BEGIN
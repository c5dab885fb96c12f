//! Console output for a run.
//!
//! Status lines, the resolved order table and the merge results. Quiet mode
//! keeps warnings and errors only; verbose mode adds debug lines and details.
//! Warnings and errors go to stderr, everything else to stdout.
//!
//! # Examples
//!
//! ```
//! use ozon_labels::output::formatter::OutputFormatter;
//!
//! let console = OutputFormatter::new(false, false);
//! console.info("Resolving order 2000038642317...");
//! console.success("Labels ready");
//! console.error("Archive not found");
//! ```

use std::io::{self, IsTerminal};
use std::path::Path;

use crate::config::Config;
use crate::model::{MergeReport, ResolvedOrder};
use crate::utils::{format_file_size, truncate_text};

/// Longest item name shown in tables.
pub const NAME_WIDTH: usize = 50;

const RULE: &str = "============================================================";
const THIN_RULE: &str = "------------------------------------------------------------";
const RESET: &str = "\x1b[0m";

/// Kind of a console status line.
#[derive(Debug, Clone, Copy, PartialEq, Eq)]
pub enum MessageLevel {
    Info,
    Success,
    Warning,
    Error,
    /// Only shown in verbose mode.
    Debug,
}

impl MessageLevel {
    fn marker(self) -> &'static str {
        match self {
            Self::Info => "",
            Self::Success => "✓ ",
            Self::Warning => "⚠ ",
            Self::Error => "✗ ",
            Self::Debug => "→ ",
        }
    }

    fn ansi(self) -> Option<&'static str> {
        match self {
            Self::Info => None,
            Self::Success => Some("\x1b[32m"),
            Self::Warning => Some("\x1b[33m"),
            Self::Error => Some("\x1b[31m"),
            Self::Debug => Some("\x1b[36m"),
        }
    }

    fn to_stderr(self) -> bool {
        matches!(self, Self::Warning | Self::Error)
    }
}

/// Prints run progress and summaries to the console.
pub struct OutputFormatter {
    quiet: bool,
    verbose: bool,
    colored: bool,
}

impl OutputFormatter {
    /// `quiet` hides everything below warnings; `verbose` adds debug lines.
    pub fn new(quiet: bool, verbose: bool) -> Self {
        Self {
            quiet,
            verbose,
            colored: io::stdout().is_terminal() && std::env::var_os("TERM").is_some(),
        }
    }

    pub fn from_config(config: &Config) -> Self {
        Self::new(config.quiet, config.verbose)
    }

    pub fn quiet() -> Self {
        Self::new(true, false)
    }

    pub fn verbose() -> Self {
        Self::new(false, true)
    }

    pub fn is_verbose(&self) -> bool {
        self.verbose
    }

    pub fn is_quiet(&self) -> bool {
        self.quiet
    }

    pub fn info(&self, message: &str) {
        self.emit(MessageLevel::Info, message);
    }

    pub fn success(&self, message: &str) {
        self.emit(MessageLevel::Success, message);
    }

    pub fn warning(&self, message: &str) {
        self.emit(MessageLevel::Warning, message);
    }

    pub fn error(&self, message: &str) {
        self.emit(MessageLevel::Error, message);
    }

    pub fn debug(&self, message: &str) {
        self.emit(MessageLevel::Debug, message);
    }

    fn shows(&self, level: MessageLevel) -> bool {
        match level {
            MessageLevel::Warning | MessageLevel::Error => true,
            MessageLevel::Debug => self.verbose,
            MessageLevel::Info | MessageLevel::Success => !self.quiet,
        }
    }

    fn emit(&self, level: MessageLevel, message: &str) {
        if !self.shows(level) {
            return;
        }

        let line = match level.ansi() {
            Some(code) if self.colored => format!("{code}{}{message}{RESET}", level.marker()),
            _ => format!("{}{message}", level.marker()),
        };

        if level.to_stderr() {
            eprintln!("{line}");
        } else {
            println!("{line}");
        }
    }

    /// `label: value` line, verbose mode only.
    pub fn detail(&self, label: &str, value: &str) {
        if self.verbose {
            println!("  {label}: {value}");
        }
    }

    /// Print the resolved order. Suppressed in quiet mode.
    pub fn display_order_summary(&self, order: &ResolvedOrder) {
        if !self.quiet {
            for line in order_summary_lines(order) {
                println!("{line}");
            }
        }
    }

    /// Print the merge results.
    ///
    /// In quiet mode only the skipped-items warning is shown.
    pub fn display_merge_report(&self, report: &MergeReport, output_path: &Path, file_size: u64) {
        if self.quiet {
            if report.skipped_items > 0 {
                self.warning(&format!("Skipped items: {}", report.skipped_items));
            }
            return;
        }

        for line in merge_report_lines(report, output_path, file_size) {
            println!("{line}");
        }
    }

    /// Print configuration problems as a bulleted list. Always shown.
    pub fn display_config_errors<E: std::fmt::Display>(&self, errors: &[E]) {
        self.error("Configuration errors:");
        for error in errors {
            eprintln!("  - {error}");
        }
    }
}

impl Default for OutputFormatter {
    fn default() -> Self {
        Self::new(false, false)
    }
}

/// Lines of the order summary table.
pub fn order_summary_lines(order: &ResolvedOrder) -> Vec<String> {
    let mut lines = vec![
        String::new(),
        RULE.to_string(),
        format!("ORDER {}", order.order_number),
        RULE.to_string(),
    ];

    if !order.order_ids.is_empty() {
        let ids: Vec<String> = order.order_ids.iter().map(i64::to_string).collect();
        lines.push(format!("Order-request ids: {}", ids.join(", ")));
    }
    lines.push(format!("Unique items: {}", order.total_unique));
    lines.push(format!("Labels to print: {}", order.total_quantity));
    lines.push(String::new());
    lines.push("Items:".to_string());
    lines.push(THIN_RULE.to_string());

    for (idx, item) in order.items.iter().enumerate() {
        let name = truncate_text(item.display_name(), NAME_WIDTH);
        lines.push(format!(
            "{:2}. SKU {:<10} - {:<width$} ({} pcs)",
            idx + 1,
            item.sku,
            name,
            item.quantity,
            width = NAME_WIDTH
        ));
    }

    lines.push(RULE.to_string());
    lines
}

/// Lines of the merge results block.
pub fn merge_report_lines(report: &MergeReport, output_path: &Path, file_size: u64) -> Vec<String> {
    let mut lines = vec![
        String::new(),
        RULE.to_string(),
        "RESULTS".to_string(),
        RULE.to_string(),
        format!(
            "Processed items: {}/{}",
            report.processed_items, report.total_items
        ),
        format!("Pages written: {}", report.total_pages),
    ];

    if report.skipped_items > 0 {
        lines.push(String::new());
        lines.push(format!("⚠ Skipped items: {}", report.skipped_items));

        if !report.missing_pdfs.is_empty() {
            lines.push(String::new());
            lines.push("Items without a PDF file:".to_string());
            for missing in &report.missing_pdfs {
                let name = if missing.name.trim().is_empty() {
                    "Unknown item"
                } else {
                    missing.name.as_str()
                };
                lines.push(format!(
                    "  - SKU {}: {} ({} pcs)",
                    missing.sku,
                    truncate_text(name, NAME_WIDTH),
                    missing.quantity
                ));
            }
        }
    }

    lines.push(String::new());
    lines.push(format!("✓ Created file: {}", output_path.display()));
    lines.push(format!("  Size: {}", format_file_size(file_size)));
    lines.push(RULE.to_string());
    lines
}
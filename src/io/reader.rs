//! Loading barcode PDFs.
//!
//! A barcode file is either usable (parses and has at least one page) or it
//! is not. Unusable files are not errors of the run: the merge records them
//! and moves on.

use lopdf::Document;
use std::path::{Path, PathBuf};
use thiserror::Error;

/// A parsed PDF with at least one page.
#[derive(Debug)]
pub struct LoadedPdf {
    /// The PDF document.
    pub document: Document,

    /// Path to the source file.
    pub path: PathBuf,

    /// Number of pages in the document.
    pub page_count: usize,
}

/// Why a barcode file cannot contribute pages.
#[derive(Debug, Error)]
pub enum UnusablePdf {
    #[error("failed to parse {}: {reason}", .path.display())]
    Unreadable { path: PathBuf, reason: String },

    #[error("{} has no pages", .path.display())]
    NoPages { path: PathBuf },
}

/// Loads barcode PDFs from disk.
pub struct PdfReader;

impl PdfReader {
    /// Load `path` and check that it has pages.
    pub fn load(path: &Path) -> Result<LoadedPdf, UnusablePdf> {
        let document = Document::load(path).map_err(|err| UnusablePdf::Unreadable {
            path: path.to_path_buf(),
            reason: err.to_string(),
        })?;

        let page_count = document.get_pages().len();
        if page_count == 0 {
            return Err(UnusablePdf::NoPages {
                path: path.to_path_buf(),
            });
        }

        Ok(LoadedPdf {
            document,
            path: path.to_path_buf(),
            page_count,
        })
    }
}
END
Could you copy out every line in the listing where the word "true" appears?

### ANSWER SECTION
        Self::new(true, false)
        Self::new(false, true)
            MessageLevel::Warning | MessageLevel::Error => true,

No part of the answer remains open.